Además de generando empleo directo mediante las obras de infraestructuras -financiadas con ahorro interno-, aumentando la capacidad adquisitiva de los salarios existentes, lo que equivale a decir, bajando el costo de vida.

Esto puede hacerse en forma directa, indirecta, o de las dos formas: utilizando los instrumentos que el Estado ya dispone para forzar un retroceso de precios de los productos primarios (de lo que al menos se ha dado últimamente alguna tímida muestra), reduciendo el costo de las tarifas de servicios y transportes, incrementando la provisión domiciliaria de gas y energía eléctrica, construyendo viviendas y dando créditos baratos y a largo plazo para su adquisición, mejorando las comunicaciones, la atención hospitalaria, la educación, el turismo social y el esparcimiento.

Todo peso que se ahorre en estos rubros irá inevitablemente al consumo, y aumentando la demanda aumentaría la producción, en condicional, porque no falta el caso en que, con tal de no aumentar la producción (lo que llegado un punto supone aumentar la inversión) a más de tres se les dé por aumentar los precios, para lo que de nuevo es indispensable el Estado, que no puede ser ni espectador ni simple “árbitro arbitrador, amigable componedor”.

De paso, cañazo

No vivimos en una sociedad justa, ni de lejos. La mayor parte de los problemas por los que cotidianamente bufamos se relacionan directamente con eso. Pero tampoco en un país pobre. Un país en el que millones viven de lo que otros tiran, no es un país pobre, sino uno en el que la riqueza está mal distribuida.

Podemos considerar a la justicia social un valor absoluto, un fundamento religioso, una frase hueca o un eslogan electoral. Va en gustos. Conformémonos con reconocer que se trata de un instrumento de modernización, de crecimiento económico y de democratización de la sociedad, y entendamos de una buena vez que ni existe la menor posibilidad de “derrame” (al que alguna vez haya visto un rico al que se le cayera un peso del bolsillo, le doy un premio) y que redistribuir significa, inevitablemente, sacarle a algunos para darle a otros, y proteger a los débiles del abuso de los fuertes.

Y esa es la principal función del Estado, en todos los planos y en todos los niveles.

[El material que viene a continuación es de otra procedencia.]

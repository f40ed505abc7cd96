//! Collision module - placement checks against the board
//!
//! A placement collides when its bounding box leaves the grid or any of its
//! cells lands on an occupied cell. The bounding box decides bounds, not the
//! individual cells.

use crate::board::Board;
use crate::pieces::{Position, Shape};

/// Why a placement was rejected
#[derive(Debug, Clone, Copy, PartialEq, Eq, Default)]
pub struct CollisionReport {
    pub collides: bool,
    pub out_of_bounds: bool,
    pub overlaps: bool,
}

/// Check a shape at `position` against `board`
pub fn check(board: &Board, shape: &Shape, position: Position) -> CollisionReport {
    let bottom = position.row + shape.height;
    let right = position.col + shape.width;
    let out_of_bounds = position.row < 0
        || position.col < 0
        || bottom > board.height() as i32
        || right > board.width() as i32;

    let overlaps = shape
        .cells_at(position)
        .any(|(row, col)| board.is_occupied(row, col));

    CollisionReport {
        collides: out_of_bounds || overlaps,
        out_of_bounds,
        overlaps,
    }
}

/// True when the shape fits at `position`
pub fn can_place(board: &Board, shape: &Shape, position: Position) -> bool {
    !check(board, shape, position).collides
}

#[cfg(test)]
mod tests {
    use super::*;
    use crate::board::Cell;
    use crate::pieces::get_shape;
    use crate::types::{PieceKind, Rotation};

    #[test]
    fn test_empty_board_in_bounds() {
        let board = Board::new(20, 10);
        let shape = get_shape(PieceKind::T, Rotation::North);
        let report = check(&board, shape, Position::new(0, 0));
        assert_eq!(report, CollisionReport::default());
        assert!(can_place(&board, shape, Position::new(18, 7)));
    }

    #[test]
    fn test_bounding_box_decides_bounds() {
        let board = Board::new(20, 10);
        let shape = get_shape(PieceKind::T, Rotation::North);

        let report = check(&board, shape, Position::new(0, 8));
        assert!(report.collides);
        assert!(report.out_of_bounds);
        assert!(!report.overlaps);

        assert!(!can_place(&board, shape, Position::new(19, 0)));
        assert!(!can_place(&board, shape, Position::new(-1, 0)));
        assert!(!can_place(&board, shape, Position::new(0, -1)));
    }

    #[test]
    fn test_overlap_detected() {
        let board = Board::new(20, 10).with_cell(1, 1, Cell::BLOCK);
        let shape = get_shape(PieceKind::T, Rotation::North);

        let report = check(&board, shape, Position::new(0, 0));
        assert!(report.collides);
        assert!(report.overlaps);
        assert!(!report.out_of_bounds);
    }

    #[test]
    fn test_empty_bounding_box_cell_does_not_overlap() {
        // (0, 0) is inside the T's box but not one of its cells
        let board = Board::new(20, 10).with_cell(0, 0, Cell::BLOCK);
        let shape = get_shape(PieceKind::T, Rotation::North);
        assert!(can_place(&board, shape, Position::new(0, 0)));
    }
}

En su defecto, no habrá sociedad que merezca el nombre de tal.

Se equivoca de medio a medio quien piense que esto es competencia primordial o exclusiva del Ministerio de Economía, cuya función, siendo central, es en muchos casos menor, sino del Estado en general, en todas sus áreas y niveles.

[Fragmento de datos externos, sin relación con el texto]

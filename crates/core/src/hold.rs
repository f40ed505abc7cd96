//! Hold module - the once-per-turn hold slot

use serde::Serialize;

use crate::error::HoldError;
use crate::types::PieceKind;

#[derive(Debug, Clone, Copy, PartialEq, Eq, Default, Serialize)]
pub struct HoldState {
    pub slot: Option<PieceKind>,
    /// Set by a hold, cleared by the next lock
    pub used_this_turn: bool,
}

#[derive(Debug, Clone, Copy, PartialEq, Eq)]
pub struct HoldOutcome {
    pub state: HoldState,
    /// Kind to spawn in place of the held one
    pub active: PieceKind,
    /// The lookahead front was taken and the queue must advance
    pub consumes_queue: bool,
}

/// Bank or swap `active`.
///
/// With an empty slot the replacement comes from `next_queue_piece`; with an
/// occupied slot the two kinds trade places and the queue is left alone.
pub fn perform_hold(
    state: &HoldState,
    active: PieceKind,
    next_queue_piece: Option<PieceKind>,
) -> Result<HoldOutcome, HoldError> {
    if state.used_this_turn {
        return Err(HoldError::AlreadyUsed);
    }

    match state.slot {
        Some(held) => Ok(HoldOutcome {
            state: HoldState {
                slot: Some(active),
                used_this_turn: true,
            },
            active: held,
            consumes_queue: false,
        }),
        None => {
            let next = next_queue_piece.ok_or(HoldError::QueueEmpty)?;
            Ok(HoldOutcome {
                state: HoldState {
                    slot: Some(active),
                    used_this_turn: true,
                },
                active: next,
                consumes_queue: true,
            })
        }
    }
}

/// Re-arm the slot after a lock; the held kind stays
pub fn reset_hold(state: &HoldState) -> HoldState {
    HoldState {
        slot: state.slot,
        used_this_turn: false,
    }
}

pub fn can_hold(state: &HoldState) -> bool {
    !state.used_this_turn
}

Hay circunstancias en que la pasividad, la complacencia y hasta la adscripción a concepciones que han demostrado su fracaso, cuando no a la continuación de políticas que resultaron nefastas, son francamente aterradoras.

En otras, asombra la subejecución presupuestaria en áreas vitales. No puede haber razón en el mundo que justifique que a fin de mes me haya sobrado plata mientras en ese mes no les di de comer a mis hijos, o se me cayera el techo de la casa a pedazos.

O se insista en reconcesionar, por ejemplo, líneas aéreas o ferrocarriles, en los mismos términos, con los mismos vivillos u otros de similar catadura, o se cree una petrolera estatal para que hagan negocios las petroleras privadas o que, independientemente de la impaciencia, cuando no oportunismo gremial, al día de hoy trabajadores y autoridades compitan por determinar quién es al que le importa menos la salud o la educación.

No alcanza con cambiar la mirada, los objetivos y el discurso: hay que disponer las cosas en esa nueva dirección.

El tiempo corre a favor cuando se avanza. Si no, corre en contra.